Con respecto a la elasticidad de la demanda, tenemos el viento de cola. La demanda de alimentos básicos no varía significativamente cuando estos aumentan su precio. La falta de elasticidad de la demanda (en jerga economista) hace que los cambios en los costes repercutan rápidamente en los precios, pero también que las reducciones de impuestos se trasladen en gran medida a una bajada en el precio si el mercado es competitivo. Y esa es la gran condición: que el mercado sea competitivo. Cuanto más lo sea, más bajarán los precios al hacerlo el IVA.

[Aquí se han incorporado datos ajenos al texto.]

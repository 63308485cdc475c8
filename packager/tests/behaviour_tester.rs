//! BDD tests for the installation test against scripted package managers.

use bin_release::config::{BuildMode, PackageManager};
use bin_release::error::PackagerError;
use bin_release::target::DEFAULT_TARGET;
use bin_release::tester::{TestConfig, TestOutcome, run_installation_test};
use bin_release::test_utils::{ExpectedCall, StubExecutor, output_with_stdout, success_output};
use camino::Utf8PathBuf;
use rstest::fixture;
use rstest_bdd_macros::{given, scenario, then, when};

struct TesterWorld {
    _temp_dir: tempfile::TempDir,
    work_dir: Utf8PathBuf,
    version: String,
    printed: String,
    result: Option<Result<TestOutcome, PackagerError>>,
}

impl TesterWorld {
    fn run(&mut self, package_manager: PackageManager, calls: Vec<ExpectedCall>) {
        let executor = StubExecutor::new(calls);
        let config = TestConfig {
            work_dir: &self.work_dir,
            version: &self.version,
            target: DEFAULT_TARGET,
            mode: BuildMode::Development,
            package_manager,
            quiet: true,
        };
        let result = run_installation_test(&config, &executor, &mut Vec::new());
        if result.is_ok() {
            executor.assert_finished();
        }
        self.result = Some(result);
    }

    fn outcome(&self) -> &TestOutcome {
        match self.result.as_ref().expect("test ran") {
            Ok(outcome) => outcome,
            Err(err) => panic!("installation test failed: {err}"),
        }
    }
}

#[fixture]
fn world() -> TesterWorld {
    let temp_dir = tempfile::tempdir().expect("temp dir");
    let work_dir = Utf8PathBuf::try_from(temp_dir.path().to_path_buf()).expect("UTF-8 path");
    TesterWorld {
        _temp_dir: temp_dir,
        work_dir,
        version: String::new(),
        printed: String::new(),
        result: None,
    }
}

fn pack_calls() -> Vec<ExpectedCall> {
    vec![
        ExpectedCall {
            cmd: "npm",
            args: vec!["pack", "--pack-destination", "../deno"],
            result: Ok(success_output()),
        },
        ExpectedCall {
            cmd: "npm",
            args: vec!["pack", "--pack-destination", "../test"],
            result: Ok(success_output()),
        },
    ]
}

#[given("built packages for version \"{version}\"")]
fn given_built_packages(world: &mut TesterWorld, version: String) {
    std::fs::create_dir_all(world.work_dir.join("deno")).expect("wrapper dir");
    std::fs::create_dir_all(world.work_dir.join(DEFAULT_TARGET)).expect("asset dir");
    world.version = version;
}

#[given("the installed binary prints \"{line}\"")]
fn given_binary_prints(world: &mut TesterWorld, line: String) {
    world.printed = format!("{line}\nv8 10.9.194.5\ntypescript 4.9.4\n");
}

#[when("the installation test runs with npm")]
fn when_runs_with_npm(world: &mut TesterWorld) {
    let mut calls = pack_calls();
    calls.extend([
        ExpectedCall {
            cmd: "npm",
            args: vec!["cache", "clean", "--force"],
            result: Ok(success_output()),
        },
        ExpectedCall {
            cmd: "npm",
            args: vec!["install"],
            result: Ok(success_output()),
        },
        ExpectedCall {
            cmd: "npx",
            args: vec!["deno", "--version"],
            result: Ok(output_with_stdout(&world.printed)),
        },
    ]);
    world.run(PackageManager::Npm, calls);
}

#[when("the installation test runs without a package manager")]
fn when_runs_without_package_manager(world: &mut TesterWorld) {
    world.run(PackageManager::None, pack_calls());
}

#[then("the installation test passes")]
fn then_passes(world: &mut TesterWorld) {
    let outcome = world.outcome();
    let expected = format!("deno {} (release, x86_64-pc-windows-msvc)", world.version);
    assert_eq!(outcome.version_line.as_deref(), Some(expected.as_str()));
}

#[then("the installation test passes without a version line")]
fn then_passes_without_version(world: &mut TesterWorld) {
    assert_eq!(world.outcome().version_line, None);
}

#[then("the installation test fails with a version mismatch")]
fn then_fails_with_mismatch(world: &mut TesterWorld) {
    let result = world.result.as_ref().expect("test ran");
    assert!(
        matches!(result, Err(PackagerError::VersionMismatch { .. })),
        "expected a version mismatch, got {result:?}"
    );
}

#[then("the consumer manifest depends on \"{spec}\"")]
fn then_consumer_depends_on(world: &mut TesterWorld, spec: String) {
    let text = std::fs::read_to_string(world.work_dir.join("test/package.json"))
        .expect("consumer manifest");
    let manifest: serde_json::Value = serde_json::from_str(&text).expect("valid JSON");
    let actual = manifest
        .get("dependencies")
        .and_then(|deps| deps.get("@bin-release/deno"))
        .and_then(serde_json::Value::as_str);
    assert_eq!(actual, Some(spec.as_str()));
}

#[scenario(
    path = "tests/features/installation_test.feature",
    name = "Matching version passes"
)]
fn scenario_matching_version(world: TesterWorld) {
    let _ = world;
}

#[scenario(
    path = "tests/features/installation_test.feature",
    name = "Mismatched version fails"
)]
fn scenario_mismatched_version(world: TesterWorld) {
    let _ = world;
}

#[scenario(
    path = "tests/features/installation_test.feature",
    name = "Pack-only run skips installation"
)]
fn scenario_pack_only(world: TesterWorld) {
    let _ = world;
}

Pero solo nos acordamos de la competencia, como de Santa Bárbara, cuando truena. Fomentar la competencia no vende. En el debate público no se discute sobre la conveniencia de reducir las barreras a la entrada a mercados como el de la distribución de alimentos, mientras que otros, como el de transporte por carretera, están aún pendientes de ser liberalizados. Nos encontramos, por tanto, ante una oportunidad para asimilar que la mejora de la competencia no es solo un mecanismo para mejorar la innovación, expandir los mercados y con ello la demanda y el empleo, sino también para mejorar la equidad, reduciendo los precios de bienes esenciales como los alimentos básicos.
La eficacia de la competencia como palanca para mejorar el bienestar de todos ha quedado demostrada, por ejemplo, a través de la liberalización del mercado del ferrocarril de larga distancia, impulsada desde Europa sin mucho entusiasmo doméstico. La apertura de este mercado ha conllevado un aumento de casi el 70% en los viajes en trenes de alta velocidad y una reducción del 43% en los precios en el corredor Madrid-Barcelona en poco más de un año, haciendo accesible a una gran parte de la población con menos recursos este medio de transporte. De la misma manera, en el mercado de distribución de alimentos —afectado por regulaciones autonómicas— la inflación se reducirá mas rápidamente en aquellos territorios en los que el mercado sea más competitivo cuando se reduzcan los costes de producción, y el impacto de la reducción del IVA llegará de forma más elocuente a los consumidores. En definitiva, no es tiempo para amenazar con controles de precios, sino para aprender la lección de que la competencia es un mecanismo para impulsar la equidad y el bienestar de los más vulnerables.